If you want to use them as an enemy, you’ll need to figure out a way to explain their antagonism toward the party. Maybe they’ve been mind-controlled, or maybe they take exception to a more violent and cutthroat kind of group. Whatever the causes, a Bearhound is more than capable of tracking down a party when they least expect it.

But since they’re intelligent (they can speak Common and Sylvan, making it easy to communicate with them), you can also use them as an NPC. A party who has been spending their time helping people and saving the world might easily win their trust and companionship, or even serve as a particularly impressive mount to a character or two. Like Faerie Dragons, they can also serve as excellent quest-givers.

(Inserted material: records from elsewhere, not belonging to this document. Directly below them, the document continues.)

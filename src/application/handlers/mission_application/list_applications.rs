//! ListApplicationsHandler - Query handler for enriched application views.

use std::sync::Arc;

use crate::domain::mission_application::ApplicationError;
use crate::ports::{MissionApplicationReader, MissionApplicationView};

pub struct ListApplicationsHandler {
    reader: Arc<dyn MissionApplicationReader>,
}

impl ListApplicationsHandler {
    pub fn new(reader: Arc<dyn MissionApplicationReader>) -> Self {
        Self { reader }
    }

    pub async fn handle(&self) -> Result<Vec<MissionApplicationView>, ApplicationError> {
        Ok(self.reader.list_views().await?)
    }
}

#[cfg(test)]
mod tests {
    use super::*;
    use crate::adapters::memory::InMemoryEntityStore;
    use crate::domain::foundation::ApprovalStatus;
    use crate::domain::mission::MissionDetails;
    use crate::domain::mission_application::NewMissionApplication;
    use crate::domain::user::NewUser;
    use crate::ports::{MissionApplicationRepository, MissionRepository, UserRepository};

    #[tokio::test]
    async fn views_carry_mission_and_applicant_display_fields() {
        let store = Arc::new(InMemoryEntityStore::new());
        let mission = store
            .insert(&MissionDetails::new("Clean Beach", "Environment"))
            .await
            .unwrap();
        let user = store
            .create_user(&NewUser::new("Ada", "Lovelace", "ada@example.com"))
            .await
            .unwrap();
        store
            .create(&NewMissionApplication::new(mission.id(), user.id))
            .await
            .unwrap();

        let views = ListApplicationsHandler::new(store).handle().await.unwrap();

        assert_eq!(views.len(), 1);
        let view = &views[0];
        assert_eq!(view.mission_title.as_deref(), Some("Clean Beach"));
        assert_eq!(view.mission_theme.as_deref(), Some("Environment"));
        assert_eq!(view.user_name.as_deref(), Some("Ada Lovelace"));
        assert_eq!(view.approval_status, ApprovalStatus::Pending);
    }

    #[tokio::test]
    async fn store_outage_is_reported() {
        let store = Arc::new(InMemoryEntityStore::new());
        store.set_available(false);

        let err = ListApplicationsHandler::new(store)
            .handle()
            .await
            .unwrap_err();

        assert!(matches!(err, ApplicationError::StoreUnavailable(_)));
    }
}
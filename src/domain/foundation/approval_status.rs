//! ApprovalStatus enum for the mission application lifecycle.

use serde::{Deserialize, Serialize};
use std::fmt;

use super::StateMachine;

/// Approval state of a mission application.
///
/// The only transition is `Pending -> Approved`. Deletion is orthogonal and
/// allowed from either state, so it is not modeled here.
#[derive(Debug, Clone, Copy, PartialEq, Eq, Hash, Serialize, Deserialize, Default)]
#[serde(rename_all = "snake_case")]
pub enum ApprovalStatus {
    #[default]
    Pending,
    Approved,
}

impl ApprovalStatus {
    /// Maps the persisted boolean flag (`true` = approved).
    pub fn from_flag(approved: bool) -> Self {
        if approved {
            ApprovalStatus::Approved
        } else {
            ApprovalStatus::Pending
        }
    }

    /// Persisted boolean flag for this status.
    pub fn as_flag(&self) -> bool {
        matches!(self, ApprovalStatus::Approved)
    }

    pub fn is_approved(&self) -> bool {
        self.as_flag()
    }
}

impl StateMachine for ApprovalStatus {
    fn can_transition_to(&self, target: &Self) -> bool {
        use ApprovalStatus::*;
        matches!((self, target), (Pending, Approved))
    }

    fn valid_transitions(&self) -> Vec<Self> {
        match self {
            ApprovalStatus::Pending => vec![ApprovalStatus::Approved],
            ApprovalStatus::Approved => vec![],
        }
    }
}

impl fmt::Display for ApprovalStatus {
    fn fmt(&self, f: &mut fmt::Formatter<'_>) -> fmt::Result {
        let s = match self {
            ApprovalStatus::Pending => "Pending",
            ApprovalStatus::Approved => "Approved",
        };
        write!(f, "{}", s)
    }
}
//! ApproveApplicationHandler - Command handler for the approval transition.
//!
//! `Pending -> Approved`, idempotent: approving an approved application
//! succeeds without writing.

use std::sync::Arc;

use tracing::{debug, info};

use crate::domain::foundation::{CommandMetadata, MissionApplicationId};
use crate::domain::mission_application::{ApplicationError, ApprovalOutcome, MissionApplication};
use crate::ports::MissionApplicationRepository;

/// Command to approve an application, carrying the id as received.
#[derive(Debug, Clone, Copy)]
pub struct ApproveApplicationCommand {
    pub application_id: i64,
}

/// Result of a successful approval.
#[derive(Debug, Clone)]
pub struct ApproveApplicationResult {
    pub application: MissionApplication,
    pub outcome: ApprovalOutcome,
}

/// Handler for approving applications.
pub struct ApproveApplicationHandler {
    repository: Arc<dyn MissionApplicationRepository>,
}

impl ApproveApplicationHandler {
    pub fn new(repository: Arc<dyn MissionApplicationRepository>) -> Self {
        Self { repository }
    }

    pub async fn handle(
        &self,
        cmd: ApproveApplicationCommand,
        metadata: CommandMetadata,
    ) -> Result<ApproveApplicationResult, ApplicationError> {
        // 1. Reject non-positive ids before any store access
        let id = MissionApplicationId::new(cmd.application_id)?;

        // 2. Load application
        let mut application = match self.repository.find_by_id(id).await? {
            Some(application) => application,
            None => {
                debug!(application_id = %id, "Approve target not found");
                return Err(ApplicationError::not_found(id));
            }
        };

        // 3. Transition
        let outcome = application.approve();

        // 4. Persist only a real change
        if outcome.changed() {
            self.repository.update_status(&application).await?;
            info!(
                application_id = %id,
                mission_id = %application.mission_id(),
                correlation_id = metadata.correlation_id(),
                "Mission application approved"
            );
        } else {
            debug!(
                application_id = %id,
                correlation_id = metadata.correlation_id(),
                "Mission application already approved"
            );
        }

        Ok(ApproveApplicationResult {
            application,
            outcome,
        })
    }
}
//! User skill handlers - maintain the `(user, skill)` association and seed
//! the user/skill directory.

mod add_user_skill;
mod list_user_skills;
mod remove_user_skill;
mod seed_directory;

pub use add_user_skill::{AddUserSkillCommand, AddUserSkillHandler};
pub use list_user_skills::{ListUserSkillsHandler, ListUserSkillsQuery};
pub use remove_user_skill::{RemoveUserSkillCommand, RemoveUserSkillHandler};
pub use seed_directory::{SeedDirectoryHandler, SeededDirectory};
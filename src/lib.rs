//! Mission Hub - Volunteer mission management service
//!
//! Missions users can apply to, with an administrative approval workflow:
//! applications start `Pending`, an administrator approves them, and either
//! state can be deleted. Users also declare skills.

pub mod adapters;
pub mod application;
pub mod config;
pub mod domain;
pub mod ports;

Potential Quests from or Concerning a Bearhound

  • Traveling through a forest, the party encounters an injured Bearhound surrounded by the dead remains of another adventuring party. The Bearhound initially reacts aggressively, but if calmed will explain to the party that a group of adventurers much like themselves attacked him and his mate not too long ago. While they managed to kill a number of the attackers, they still managed to capture his mate. If they would be so kind as to help him rescue his mate, or rescue them for him, he’d be happy to do some favor for them in return.
  • A famous author of bestiaries and wildlife guides (Volo, perhaps?) approaches the party and asks for their help investigating a strange bear he’s heard about – a group of wood elf children recently got lost in the forest, and when they found their way home reported a strange bear that helped them. But there are no tracks and no trail, so the party will have to get creative with how they find the beast.
  • A local sect of Harpers gained the loyalty of a Bearhound many years ago. This was a huge boon for the Harpers for many years, and the sect and the Bearhound’s pack have protected each other for a decade. Unfortunately, the extended contact has impacted the cub of the pack – she wants to learn magic. She’ll ask any spellcaster in the party to teach her what they know, despite the objections of the Harpers. And if the spellcaster does teach her any magic, they’ll soon learn just why that was a bad idea…
  • A ranger enclave asks the party for their help in taking down a strange, enchanted bear that has been hunting its members in the forest for sport. They say that it’s some kind of possessed monster, but when the party actually encounter the Bearhound it seems reasonable and well-intentioned. If they speak to it, or if they kill it and keep interacting with the enclave, the party may learn about their nefarious hidden goals (maybe a secret cult, or a plan to take out a rival enclave of some kind?).